One of my most important resources was a book by Englishwoman Isabella Bird (1831–1904), who deserves her own whole biography. Bird was an obsessive traveller, less than 150 cm tall, with a painful tumour at the base of her spine, who would go to the most remote and undeveloped places on the planet alone – or with a single assistant – and unarmed. She was the first woman to be voted a Fellow of the Royal Geographical Society, and tellingly was actually allowed to be a member and go to meetings two years later. She wrote books on her journeys to Hawaii, the American West (where she is rumoured to have had an affair with a Rocky Mountain outlaw), Korea, China, Iran (then Persia), and Kurdistan. She was a bestselling author, explorer, photographer, and artist.

The book is called Unbeaten Tracks in Japan and you can read it online for free. I found a 1911 edition in a second-hand bookstore. This is Ms Bird’s description of her travels through Japan in 1878 – when Tokyo was still commonly called Edo, and only ten years after the Meiji Restoration. She didn’t just go to a Japan that was undergoing huge social upheaval and the conflict about contact with the West – she went to the most isolated, undeveloped part of Northern Japan and visited Ainu people in their own villages, something even most of the locals wouldn’t do. It is an extraordinary journey and you have to admire the courage of this woman who seemed to revel in the hardship of parasites, illness and injury.

Fair warning: there is an extremely unpleasant racist undercurrent through this book that is definitely a product of its time. At the same time, Bird unashamedly finds some of the women she meets in Japan extremely attractive (she married an English peer later in life and had two children).

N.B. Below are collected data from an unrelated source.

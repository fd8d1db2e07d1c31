//! 事件总线模块
//!
//! - `types`: 事件、载荷、过滤条件与错误类型
//! - `dispatch`: 按类型分桶、带通配桶的处理器分发表
//! - `event_bus`: 发布、历史缓冲、广播与分发
//! - `handler`: 总线之上的处理层 (优先级处理器、谓词订阅、处理统计)

pub mod dispatch;
pub mod event_bus;
pub mod handler;
pub mod types;

pub use event_bus::EventBus;
pub use handler::{EventPredicate, EventProcessor, ProcessingStats};
pub use types::*;
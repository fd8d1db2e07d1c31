//! 健康检查引擎: 实例探测、系统指标与告警

pub mod alerts;
pub mod checker;
pub mod probe;
pub mod system;
pub mod types;

pub use alerts::evaluate_alerts;
pub use checker::{HealthChecker, SYSTEM_METRICS_KEY};
pub use probe::{HealthProbe, HttpProbe};
pub use types::{DependencyHealth, DependencyStatus, HealthCheckResult, SystemHealthMetrics};
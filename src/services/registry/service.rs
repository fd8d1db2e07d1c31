use std::collections::HashMap;
use std::sync::Arc;
use std::time::Duration;

use chrono::{DateTime, Utc};
use dashmap::DashMap;
use rand::Rng;
use tokio::sync::mpsc;
use tokio_util::sync::CancellationToken;
use tokio_util::task::TaskTracker;
use uuid::Uuid;

use super::types::{
    DEFAULT_HEALTH_ENDPOINT, DEFAULT_WEIGHT, RegisterServiceDescriptor, RegistryError,
    RegistryHealthSummary, ServiceHealth, ServiceInstance, ServiceMetrics, ServiceStatus,
    ServiceType, StaleSweepReport,
};
use crate::config::RegistryConfig;
use crate::services::cache::CacheStore;
use crate::services::event::{
    EventBus, EventPriority, EventType, HealthChangedPayload, MetricsUpdatedPayload, PublishEvent,
};

pub const REGISTRY_KEY: &str = "services:registry";
const EVENT_SOURCE: &str = "service-registry";

type Registry = HashMap<String, ServiceInstance>;

pub fn service_key(service_id: &str) -> String {
    format!("service:{service_id}")
}

pub fn health_key(service_id: &str) -> String {
    format!("health:{service_id}")
}

pub fn metrics_key(service_id: &str) -> String {
    format!("metrics:{service_id}")
}

/// 服务注册表
///
/// 整张注册表作为一个值存放在 `services:registry` 下，所有变更都经过
/// `CacheStore::update`，同一时刻只有一个写者。`service:<id>` 是单个实例的副本，
/// 供共享存储的其他读者使用，本进程只读总表。
#[derive(Debug, Clone)]
pub struct ServiceRegistry {
    cache: CacheStore,
    events: EventBus,
    /// 注册后立即探测的请求队列，由健康检查引擎消费
    probe_requests: Option<mpsc::UnboundedSender<String>>,
    /// 注销宽限期内等待删除的实例
    pending_removals: Arc<DashMap<String, CancellationToken>>,
    task_tracker: TaskTracker,
    config: RegistryConfig,
}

Another excellent description of pre-war Japan is a book called Memories of Silk and Straw (1987) by Dr Junichi Saga and translated by Garry Evans. Dr Saga saw the stupendous changes happening in Japan post-World War 2 and collected a combined autobiography of all the old people in his village. Most of them were children before the turn of the 20th century and had memories of a Japan that is now long-gone.

Egg-man is in this book and I have described him almost exactly as he is in Memories of Silk and Straw. Eggs were a vital protein source for the people of Japan, (the other major sources being fish, tofu and horse meat). Eggs are still an important (though largely unacknowledged) part of Japanese cuisine. If you’re lucky, you can catch a short Miyazaki film about the Egg Princess of Rabbit Kingdom on rotation at the Studio Ghibli Museum.

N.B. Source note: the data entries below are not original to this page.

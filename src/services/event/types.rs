use std::fmt;
use std::str::FromStr;
use std::sync::Arc;

use chrono::{DateTime, Utc};
use futures::future::BoxFuture;
use serde::de::DeserializeOwned;
use serde::{Deserialize, Serialize};
use thiserror::Error;

use crate::services::cache::CacheError;
use crate::services::registry::ServiceStatus;

/// 系统事件类型 (封闭集合)
#[derive(Debug, Clone, Copy, PartialEq, Eq, Hash, PartialOrd, Ord, Serialize, Deserialize)]
#[serde(rename_all = "SCREAMING_SNAKE_CASE")]
pub enum EventType {
    ServiceRegistered,
    ServiceDeregistered,
    ServiceHealthChanged,
    ServiceMetricsUpdated,
    SystemAlert,
    SystemError,
    TransactionCreated,
    TransactionCompleted,
    PriceUpdated,
    InventoryLow,
    UppfClaimSubmitted,
    DealerSettlement,
}

impl EventType {
    pub const ALL: [EventType; 12] = [
        EventType::ServiceRegistered,
        EventType::ServiceDeregistered,
        EventType::ServiceHealthChanged,
        EventType::ServiceMetricsUpdated,
        EventType::SystemAlert,
        EventType::SystemError,
        EventType::TransactionCreated,
        EventType::TransactionCompleted,
        EventType::PriceUpdated,
        EventType::InventoryLow,
        EventType::UppfClaimSubmitted,
        EventType::DealerSettlement,
    ];

    pub fn as_str(&self) -> &'static str {
        match self {
            EventType::ServiceRegistered => "SERVICE_REGISTERED",
            EventType::ServiceDeregistered => "SERVICE_DEREGISTERED",
            EventType::ServiceHealthChanged => "SERVICE_HEALTH_CHANGED",
            EventType::ServiceMetricsUpdated => "SERVICE_METRICS_UPDATED",
            EventType::SystemAlert => "SYSTEM_ALERT",
            EventType::SystemError => "SYSTEM_ERROR",
            EventType::TransactionCreated => "TRANSACTION_CREATED",
            EventType::TransactionCompleted => "TRANSACTION_COMPLETED",
            EventType::PriceUpdated => "PRICE_UPDATED",
            EventType::InventoryLow => "INVENTORY_LOW",
            EventType::UppfClaimSubmitted => "UPPF_CLAIM_SUBMITTED",
            EventType::DealerSettlement => "DEALER_SETTLEMENT",
        }
    }
}

impl fmt::Display for EventType {
    fn fmt(&self, f: &mut fmt::Formatter<'_>) -> fmt::Result {
        f.write_str(self.as_str())
    }
}

impl FromStr for EventType {
    type Err = EventError;

    fn from_str(s: &str) -> Result<Self, Self::Err> {
        EventType::ALL
            .into_iter()
            .find(|t| t.as_str().eq_ignore_ascii_case(s))
            .ok_or_else(|| EventError::InvalidEventType {
                event_type: s.to_string(),
            })
    }
}

/// 事件优先级
#[derive(Debug, Clone, Copy, Default, PartialEq, Eq, Hash, PartialOrd, Ord, Serialize, Deserialize)]
#[serde(rename_all = "lowercase")]
pub enum EventPriority {
    #[serde(alias = "LOW")]
    Low,
    #[default]
    #[serde(alias = "NORMAL")]
    Normal,
    #[serde(alias = "HIGH")]
    High,
    #[serde(alias = "CRITICAL")]
    Critical,
}

impl EventPriority {
    pub const ALL: [EventPriority; 4] = [
        EventPriority::Low,
        EventPriority::Normal,
        EventPriority::High,
        EventPriority::Critical,
    ];

    /// HIGH / CRITICAL 走快速通道
    pub fn is_urgent(&self) -> bool {
        matches!(self, EventPriority::High | EventPriority::Critical)
    }

    pub fn as_str(&self) -> &'static str {
        match self {
            EventPriority::Low => "low",
            EventPriority::Normal => "normal",
            EventPriority::High => "high",
            EventPriority::Critical => "critical",
        }
    }
}

impl FromStr for EventPriority {
    type Err = EventError;

    fn from_str(s: &str) -> Result<Self, Self::Err> {
        EventPriority::ALL
            .into_iter()
            .find(|p| p.as_str().eq_ignore_ascii_case(s))
            .ok_or_else(|| EventError::InvalidPriority {
                priority: s.to_string(),
            })
    }
}

/// 已发布的不可变事件
#[derive(Debug, Clone, PartialEq, Serialize, Deserialize)]
#[serde(rename_all = "camelCase")]
pub struct SystemEvent {
    pub id: String,
    #[serde(rename = "type")]
    pub event_type: EventType,
    pub data: serde_json::Value,
    pub source: String,
    pub priority: EventPriority,
    pub tags: Vec<String>,
    /// 为空表示广播
    pub targets: Vec<String>,
    #[serde(skip_serializing_if = "Option::is_none")]
    pub correlation_id: Option<String>,
    pub timestamp: DateTime<Utc>,
    /// 建议性 TTL (秒)
    pub ttl: u64,
    pub retry_count: u32,
    pub processed: bool,
}

impl SystemEvent {
    /// 把开放的 `data` 解析为该事件类型对应的具体载荷
    pub fn payload<T: DeserializeOwned>(&self) -> Option<T> {
        serde_json::from_value(self.data.clone()).ok()
    }
}

/// 待发布的事件草稿
#[derive(Debug, Clone, Serialize, Deserialize)]
#[serde(rename_all = "camelCase")]
pub struct PublishEvent {
    #[serde(rename = "type")]
    pub event_type: EventType,
    #[serde(default)]
    pub data: serde_json::Value,
    pub source: String,
    #[serde(default)]
    pub priority: Option<EventPriority>,
    #[serde(default)]
    pub tags: Vec<String>,
    #[serde(default)]
    pub targets: Vec<String>,
    #[serde(default)]
    pub correlation_id: Option<String>,
    #[serde(default)]
    pub ttl: Option<u64>,
}

impl PublishEvent {
    pub fn new(event_type: EventType, source: impl Into<String>, data: serde_json::Value) -> Self {
        Self {
            event_type,
            data,
            source: source.into(),
            priority: None,
            tags: Vec::new(),
            targets: Vec::new(),
            correlation_id: None,
            ttl: None,
        }
    }

    pub fn with_priority(mut self, priority: EventPriority) -> Self {
        self.priority = Some(priority);
        self
    }

    pub fn with_tags<I, S>(mut self, tags: I) -> Self
    where
        I: IntoIterator<Item = S>,
        S: Into<String>,
    {
        self.tags = tags.into_iter().map(Into::into).collect();
        self
    }

    pub fn with_correlation_id(mut self, correlation_id: impl Into<String>) -> Self {
        self.correlation_id = Some(correlation_id.into());
        self
    }
}

/// 历史查询过滤条件
#[derive(Debug, Clone, Default)]
pub struct EventFilter {
    pub event_type: Option<EventType>,
    pub priority: Option<EventPriority>,
    pub source: Option<String>,
    pub start_date: Option<DateTime<Utc>>,
    pub end_date: Option<DateTime<Utc>>,
}

impl EventFilter {
    pub fn since(start: DateTime<Utc>) -> Self {
        Self {
            start_date: Some(start),
            ..Default::default()
        }
    }

    pub fn matches(&self, event: &SystemEvent) -> bool {
        self.event_type.is_none_or(|t| event.event_type == t)
            && self.priority.is_none_or(|p| event.priority == p)
            && self.source.as_deref().is_none_or(|s| event.source == s)
            && self.start_date.is_none_or(|start| event.timestamp >= start)
            && self.end_date.is_none_or(|end| event.timestamp <= end)
    }
}

/// 告警严重级别
#[derive(Debug, Clone, Copy, PartialEq, Eq, Serialize, Deserialize)]
#[serde(rename_all = "lowercase")]
pub enum AlertSeverity {
    Low,
    Medium,
    High,
    Critical,
}

impl AlertSeverity {
    pub fn priority(&self) -> EventPriority {
        match self {
            AlertSeverity::Critical => EventPriority::Critical,
            AlertSeverity::High => EventPriority::High,
            AlertSeverity::Medium => EventPriority::Normal,
            AlertSeverity::Low => EventPriority::Low,
        }
    }
}

/// SYSTEM_ALERT 载荷
#[derive(Debug, Clone, PartialEq, Serialize, Deserialize)]
#[serde(rename_all = "camelCase")]
pub struct AlertPayload {
    pub severity: AlertSeverity,
    #[serde(default)]
    pub title: Option<String>,
    pub message: String,
    #[serde(default, skip_serializing_if = "Option::is_none")]
    pub service_id: Option<String>,
}

/// SERVICE_HEALTH_CHANGED 载荷
#[derive(Debug, Clone, PartialEq, Serialize, Deserialize)]
#[serde(rename_all = "camelCase")]
pub struct HealthChangedPayload {
    pub service_id: String,
    pub service_name: String,
    pub old_status: ServiceStatus,
    pub new_status: ServiceStatus,
    pub response_time: u64,
    #[serde(default, skip_serializing_if = "Option::is_none")]
    pub error: Option<String>,
}

impl HealthChangedPayload {
    /// 新状态为 unhealthy/critical 时以 HIGH 发布，会触发快速通道告警
    pub fn into_event(self, source: &str) -> PublishEvent {
        let priority = match self.new_status {
            ServiceStatus::Unhealthy | ServiceStatus::Critical => EventPriority::High,
            _ => EventPriority::Normal,
        };
        PublishEvent::new(
            EventType::ServiceHealthChanged,
            source,
            serde_json::to_value(&self).unwrap_or_default(),
        )
        .with_priority(priority)
        .with_tags(["health-check", "service-status"])
    }
}

/// SERVICE_METRICS_UPDATED 载荷
#[derive(Debug, Clone, PartialEq, Serialize, Deserialize)]
#[serde(rename_all = "camelCase")]
pub struct MetricsUpdatedPayload {
    pub service_id: String,
    pub metrics: serde_json::Value,
}

/// INVENTORY_LOW 载荷
#[derive(Debug, Clone, PartialEq, Serialize, Deserialize)]
#[serde(rename_all = "camelCase")]
pub struct InventoryLowPayload {
    pub product: String,
    pub current_level: f64,
}

/// 事件总线错误类型
#[derive(Error, Debug)]
pub enum EventError {
    #[error("Event not found: {event_id}")]
    NotFound { event_id: String },

    #[error("Invalid event type: {event_type}")]
    InvalidEventType { event_type: String },

    #[error("Invalid event priority: {priority}")]
    InvalidPriority { priority: String },

    #[error("Invalid event: {0}")]
    Invalid(String),

    #[error("Event history unavailable: {0}")]
    Cache(#[from] CacheError),
}

/// 处理器执行失败
#[derive(Error, Debug, Clone)]
#[error("{0}")]
pub struct HandlerError(pub String);

impl HandlerError {
    pub fn new(message: impl Into<String>) -> Self {
        Self(message.into())
    }
}

pub type HandlerResult = Result<(), HandlerError>;

/// 进程内事件处理器
pub type EventHandlerFn = Arc<dyn Fn(SystemEvent) -> BoxFuture<'static, HandlerResult> + Send + Sync>;

/// 把异步闭包包装成 `EventHandlerFn`
pub fn handler_fn<F, Fut>(f: F) -> EventHandlerFn
where
    F: Fn(SystemEvent) -> Fut + Send + Sync + 'static,
    Fut: Future<Output = HandlerResult> + Send + 'static,
{
    Arc::new(move |event| Box::pin(f(event)))
}

/// 订阅键: 具体事件类型或通配符 `*`
#[derive(Debug, Clone, Copy, PartialEq, Eq, Hash)]
pub enum EventSelector {
    Type(EventType),
    Any,
}

impl FromStr for EventSelector {
    type Err = EventError;

    fn from_str(s: &str) -> Result<Self, Self::Err> {
        if s == "*" {
            Ok(EventSelector::Any)
        } else {
            s.parse().map(EventSelector::Type)
        }
    }
}

impl From<EventType> for EventSelector {
    fn from(event_type: EventType) -> Self {
        EventSelector::Type(event_type)
    }
}

/// 处理器注册句柄，用于取消订阅
#[derive(Debug, Clone, Copy, PartialEq, Eq, Hash)]
pub struct HandlerId(pub u64);

/// 总线健康状态
#[derive(Debug, Clone, Copy, PartialEq, Eq, Serialize, Deserialize)]
#[serde(rename_all = "lowercase")]
pub enum BusStatus {
    Healthy,
    Degraded,
    Unhealthy,
}

#[derive(Debug, Clone, Serialize, Deserialize)]
#[serde(rename_all = "camelCase")]
pub struct EventBusHealth {
    pub status: BusStatus,
    pub queue_size: usize,
    pub processing_errors: usize,
    pub last_event_processed: Option<DateTime<Utc>>,
    pub subscribers: usize,
}

/// 事件统计信息
#[derive(Debug, Clone, Default, Serialize)]
#[serde(rename_all = "camelCase")]
pub struct EventStats {
    /// 已发布的事件总数
    pub events_published: u64,
    /// 已分发到处理器的次数
    pub events_delivered: u64,
    /// 处理器失败次数
    pub delivery_failures: u64,
    /// 分发任务落后而跳过的事件数
    pub events_skipped: u64,
    /// 广播通道上的外部接收者数量
    pub channel_receivers: usize,
}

Another excellent read is Samurai William: The Adventurer Who Unlocked Japan by Giles Milton (2002), which is the story of an Englishman who was shipwrecked in Japan in 1600 and became a favourite of the Shogun (and if that sounds like Shogun by James Clavell, that’s because Clavell’s book is based on this true-life story). It’s a bit heavy on rulers-and-diplomacy but a fun read nevertheless.

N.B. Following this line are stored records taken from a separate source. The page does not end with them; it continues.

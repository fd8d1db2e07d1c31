pub mod cache;
pub mod discovery;
pub mod event;
pub mod gateway;
pub mod health;
pub mod registry;

pub use cache::CacheStore;
pub use discovery::ServiceDiscovery;
pub use event::{EventBus, EventProcessor};
pub use gateway::RealtimeHub;
pub use health::HealthChecker;
pub use registry::ServiceRegistry;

One other source I’m going to name (among many others I’m not going to quote because I don’t have to) is Peasants, Rebels and Outcasts: The Underside of Modern Japan by Mikoso Hane (1982). It’s much more dry and scholarly than the three references above and a bit of a slog to read.

The lake is Lake Yamanaka, and the town next to it is Yamanakako, and they’re on Google Earth. The onsen is called ‘Yamanakako Onsen Benifuji no Yu Hot Spring’ and not only is it on Google Earth, you can take a Google Earth tour of the interior of the onsen as well.

Again, I’d like to thank Madeleine Chan for acting as tour guide and translator on my research journey to Japan in 2019, and Mika Ishikawa, who translated the ‘Dark Heavens’ series into Japanese, and has been a staunch supporter of my writing efforts from distant Kyoto.